In this diagram, a persons **income is influenced by their age, their parental income, and their level of autonomy**, and in turn their **income predicts their job satisfaction**. **Job satisfaction is also predicted by a persons age directly, and by their level of autonomy**, which is **also predicted by age**. It's complicated to look at, but in isolation each bit of this makes theoretical sense.

---

# General Introduction

Take each arrow in turn and think about what it represents:

If we think about trying to fit this "model" with the tools that we have, then we might end up wanting to fit three separate regression models, which between them specify all the different arrows in the diagram:

$$
`\begin{align}
\textrm{Job Satisfaction}_i & = b_0 + b_1\,\textrm{Age}_i + b_2\,\textrm{Autonomy}_i + b_3\,\textrm{income}_i + e \\
\textrm{income} & = b_0 + b_1\,\textrm{Age} + b_2\,\textrm{Autonomy} + b_3\,\textrm{Parental income} + e \\
\textrm{Autonomy} & = b_0 + b_1\,\textrm{Age} + e \\
\end{align}`
$$

Does my entire model fit the data we observed?

---

# General Introduction

Path models
  - Sometimes we have more than one variable that needs to be treated as an outcome/dependent variable
  - We cant do this in a linear model.
  - **A path model allows us to test several linear models together as a set**
  - Good way to learn basics of *structural equation modelling*
  
Data reduction
  - Surveys and psychometric tools use latent variables
  - Here we asked lots of questions we believe relate to some construct
  - We need a way to:
    - Check the relationships between each question
    - Produce plausible scores that represent this construct

---

# Terminology refresher

Broadly, variables can be categorised as either exogenous or endogenous.
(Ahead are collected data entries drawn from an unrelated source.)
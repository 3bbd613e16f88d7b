use std::{process::ExitCode, sync::Arc};

use clap::Parser;
use log::{error, info};

use hooksync::{
    action::PostAction,
    cli::args::CliArgs,
    config::Settings,
    git::ManagedRepository,
    model::RepositoryName,
    push::{PushHook, PUSH_EVENT},
    server,
    webhook::Webhook,
};

fn main() -> ExitCode {
    let cli_args = CliArgs::parse();
    env_logger::Builder::from_env(
        env_logger::Env::default().default_filter_or(cli_args.log_level.as_str()),
    )
    .init();

    match run(cli_args) {
        Ok(()) => ExitCode::SUCCESS,
        Err(e) => {
            error!("{:#}", e);
            ExitCode::FAILURE
        }
    }
}

fn run(cli_args: CliArgs) -> anyhow::Result<()> {
    let settings = Settings::load(&cli_args)?;

    let name = RepositoryName::from_url(&settings.repo_url)?;
    let working_copy = settings.path.join(&name.value);
    info!(
        "Syncing {} ({}) into {}",
        settings.repo_url,
        settings.version,
        working_copy.display()
    );
    let repo = ManagedRepository::new(&settings.repo_url, &settings.version, working_copy)?;
    info!("Checked out {} at {}", name, repo.commit()?);

    let action = settings.command.as_deref().and_then(PostAction::parse);

    let mut builder = Webhook::builder()
        .endpoint(settings.endpoint)
        .broadcast_instances(settings.broadcast)
        .forward_timeout(settings.forward_timeout)
        .hook(PUSH_EVENT, PushHook::new(Arc::new(repo), action));
    if let Some(secret) = settings.secret {
        builder = builder.secret(secret);
    }
    let webhook = Arc::new(builder.try_build()?);

    tokio::runtime::Builder::new_multi_thread()
        .enable_all()
        .build()?
        .block_on(server::serve(&settings.host, settings.port, webhook))
}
- **Exogenous variables** are a bit like what we have been describing with words like "independent variable" or "predictor". In a path diagram, they have no paths coming from other variables in the system, but have paths *going to* other variables.

> *Exogenous variables are essentially predictors and only have directed arrows going out.*

- **Endogenous variables** are more like the "outcome"/"dependent"/"response" variables we are used to. They have some path coming from another variable in the system (and may also - but not necessarily - have paths going out from them).

> *Endogenous variables are outcome variables in at least one part of the model. They have directed arrows going in.*

---
class: inverse, mline, center, middle

# 1. Path Analysis

---

# Path Analysis

The starting point for Path Analysis is to think about our theories in terms of the connections between variables drawn on a whiteboard.

There are a few conventions to help us understand this sort of diagrammatical way of thinking. By using combinations of rectangles, ovals, single- and double-headed arrows, we can draw all sorts of model structures. In Path Diagrams, we use specific shapes and arrows to represent different things in our model.

---

# Path Analysis

Shapes and Arrows in Path Diagrams:

- **Observed variables** are represented by squares or rectangles. These are the named variables of interest which exist in our dataset - i.e. the ones which we have measured directly. 
- **Variances/Covariances** are represented by double-headed arrows. In many diagrams these are curved. 
- **Regressions** are shown by single headed arrows (e.g., an arrow from `$x$` to `$y$` for the path `$y~x$`).  
- **Latent variables** are represented by ovals, and we will return to these in the next section

---

# Path Analysis

The logic behind path analysis is to estimate a system of equations that can reproduce the covariance structure that we see in the data.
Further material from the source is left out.